[[ Given data open ]]

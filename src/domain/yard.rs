// ==========================================
// 集装箱堆场排位系统 - 堆场拓扑领域模型
// ==========================================
// 职责: 箱区/槽位定义 + 槽位占用（arena）
// 红线: 任一槽位占用合计 <= capacity
// ==========================================

use serde::{Deserialize, Serialize};
use std::collections::BTreeMap;
use std::ops::Range;

// ==========================================
// BlockSpec - 箱区配置
// ==========================================
#[derive(Debug, Clone, PartialEq, Eq, Serialize, Deserialize)]
pub struct BlockSpec {
    pub name: String,      // 箱区名称 (如 A01)
    pub slot_count: u32,   // 槽位数
    pub capacity: u32,     // 单槽位容量 (箱)
}

impl BlockSpec {
    pub fn new(name: impl Into<String>, slot_count: u32, capacity: u32) -> Self {
        Self {
            name: name.into(),
            slot_count,
            capacity,
        }
    }
}

// ==========================================
// YardLayout - 堆场拓扑配置
// ==========================================
// 箱区按插入顺序排列
#[derive(Debug, Clone, PartialEq, Eq, Default, Serialize, Deserialize)]
pub struct YardLayout {
    pub blocks: Vec<BlockSpec>,
}

impl YardLayout {
    pub fn new(blocks: Vec<BlockSpec>) -> Self {
        Self { blocks }
    }

    /// 默认码头堆场
    ///
    /// - A01..A05, B01..B04: 37 槽位 × 30 箱
    /// - C01..C03: 45 槽位 × 30 箱
    pub fn default_terminal() -> Self {
        let mut blocks = Vec::new();
        for i in 1..=5 {
            blocks.push(BlockSpec::new(format!("A{:02}", i), 37, 30));
        }
        for i in 1..=4 {
            blocks.push(BlockSpec::new(format!("B{:02}", i), 37, 30));
        }
        for i in 1..=3 {
            blocks.push(BlockSpec::new(format!("C{:02}", i), 45, 30));
        }
        Self { blocks }
    }

    /// 追加箱区（链式构造）
    pub fn with_block(mut self, name: impl Into<String>, slot_count: u32, capacity: u32) -> Self {
        self.blocks.push(BlockSpec::new(name, slot_count, capacity));
        self
    }

    /// 堆场总容量
    pub fn total_capacity(&self) -> u64 {
        self.blocks
            .iter()
            .map(|b| b.slot_count as u64 * b.capacity as u64)
            .sum()
    }
}

// ==========================================
// Slot - 槽位
// ==========================================
#[derive(Debug, Clone, PartialEq, Eq, Serialize, Deserialize)]
pub struct Slot {
    pub block: String,
    pub slot_no: u32,                      // 箱区内序号，从 1 开始
    pub capacity: u32,
    pub occupancy: BTreeMap<String, u32>,  // 簇标签 → 箱量
}

impl Slot {
    /// 槽位标识 `{block}-{slot_no}`
    pub fn slot_id(&self) -> String {
        format!("{}-{}", self.block, self.slot_no)
    }

    pub fn used(&self) -> u32 {
        self.occupancy.values().sum()
    }

    pub fn free(&self) -> u32 {
        self.capacity.saturating_sub(self.used())
    }

    pub fn quantity_of(&self, label: &str) -> u32 {
        self.occupancy.get(label).copied().unwrap_or(0)
    }
}

/// 箱区在 arena 中的位置
#[derive(Debug, Clone, PartialEq, Eq)]
pub struct BlockEntry {
    pub name: String,
    pub slots: Range<usize>,
}

// ==========================================
// Yard - 槽位 arena
// ==========================================
// 全局槽位顺序: 箱区按配置顺序, 箱区内槽位 1..N
#[derive(Debug, Clone, PartialEq, Eq)]
pub struct Yard {
    slots: Vec<Slot>,
    blocks: Vec<BlockEntry>,
}

impl Yard {
    /// 根据拓扑配置构建空堆场
    pub fn from_layout(layout: &YardLayout) -> Self {
        let mut slots = Vec::new();
        let mut blocks = Vec::with_capacity(layout.blocks.len());

        for spec in &layout.blocks {
            let start = slots.len();
            for slot_no in 1..=spec.slot_count {
                slots.push(Slot {
                    block: spec.name.clone(),
                    slot_no,
                    capacity: spec.capacity,
                    occupancy: BTreeMap::new(),
                });
            }
            blocks.push(BlockEntry {
                name: spec.name.clone(),
                slots: start..slots.len(),
            });
        }

        Self { slots, blocks }
    }

    pub fn slots(&self) -> &[Slot] {
        &self.slots
    }

    pub fn slots_mut(&mut self) -> &mut [Slot] {
        &mut self.slots
    }

    pub fn slot(&self, index: usize) -> Option<&Slot> {
        self.slots.get(index)
    }

    pub fn blocks(&self) -> &[BlockEntry] {
        &self.blocks
    }

    /// 名称以指定前缀开头的箱区（按名称升序）
    pub fn blocks_with_prefix(&self, prefix: &str) -> Vec<&BlockEntry> {
        let mut matched: Vec<&BlockEntry> = self
            .blocks
            .iter()
            .filter(|b| b.name.starts_with(prefix))
            .collect();
        matched.sort_by(|a, b| a.name.cmp(&b.name));
        matched
    }

    pub fn total_capacity(&self) -> u64 {
        self.slots.iter().map(|s| s.capacity as u64).sum()
    }

    pub fn total_occupancy(&self) -> u64 {
        self.slots.iter().map(|s| s.used() as u64).sum()
    }

    /// 指定簇在全堆场的箱量
    pub fn cluster_total(&self, label: &str) -> u64 {
        self.slots.iter().map(|s| s.quantity_of(label) as u64).sum()
    }

    /// 清空所有占用
    pub fn reset(&mut self) {
        for slot in &mut self.slots {
            slot.occupancy.clear();
        }
    }
}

[[ Given data closed ]]

**Goal of the exercise**:
Scan the records above for the word "format" and return every line where it occurs.

**Response to the task**:
            blocks.push(BlockSpec::new(format!("A{:02}", i), 37, 30));
            blocks.push(BlockSpec::new(format!("B{:02}", i), 37, 30));
            blocks.push(BlockSpec::new(format!("C{:02}", i), 45, 30));
        format!("{}-{}", self.block, self.slot_no)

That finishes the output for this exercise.